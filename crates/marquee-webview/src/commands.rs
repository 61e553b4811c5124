//! Host commands a webview can ask to run via `{ west: { execCommands } }`.

use std::collections::HashMap;
use std::sync::{Arc, Mutex, PoisonError};

use marquee_common::CommandRequest;
use serde_json::Value;
use tracing::{debug, warn};

type Handler = Arc<dyn Fn(&[Value], Option<&Value>) -> Result<(), String> + Send + Sync>;

/// Command id to handler.
#[derive(Default)]
pub struct CommandRegistry {
    handlers: Mutex<HashMap<String, Handler>>,
}

impl CommandRegistry {
    pub fn new() -> Self {
        Self::default()
    }

    /// Register `handler` under `command`. Returns true if it replaced one.
    pub fn register<F>(&self, command: impl Into<String>, handler: F) -> bool
    where
        F: Fn(&[Value], Option<&Value>) -> Result<(), String> + Send + Sync + 'static,
    {
        self.lock()
            .insert(command.into(), Arc::new(handler))
            .is_some()
    }

    pub fn unregister(&self, command: &str) -> bool {
        self.lock().remove(command).is_some()
    }

    pub fn contains(&self, command: &str) -> bool {
        self.lock().contains_key(command)
    }

    pub fn commands(&self) -> Vec<String> {
        let mut names: Vec<String> = self.lock().keys().cloned().collect();
        names.sort();
        names
    }

    /// Run one request. Unknown commands and handler failures are logged;
    /// returns whether the handler ran successfully.
    pub fn execute(&self, request: &CommandRequest) -> bool {
        // Handlers may register or run other commands
        let handler = self.lock().get(&request.command).cloned();
        let Some(handler) = handler else {
            warn!(command = %request.command, "Unknown command requested by webview");
            return false;
        };

        match handler(&request.args_list(), request.options.as_ref()) {
            Ok(()) => {
                debug!(command = %request.command, "Command executed");
                true
            }
            Err(e) => {
                warn!(command = %request.command, error = %e, "Command failed");
                false
            }
        }
    }

    /// Run requests in order. Returns how many succeeded.
    pub fn execute_all(&self, requests: &[CommandRequest]) -> usize {
        requests.iter().filter(|r| self.execute(r)).count()
    }

    fn lock(&self) -> std::sync::MutexGuard<'_, HashMap<String, Handler>> {
        self.handlers.lock().unwrap_or_else(PoisonError::into_inner)
    }
}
● ● ●
## Work order
Counting only lines of the data above that hold "true", report the total and nothing else.

## Exercise output
2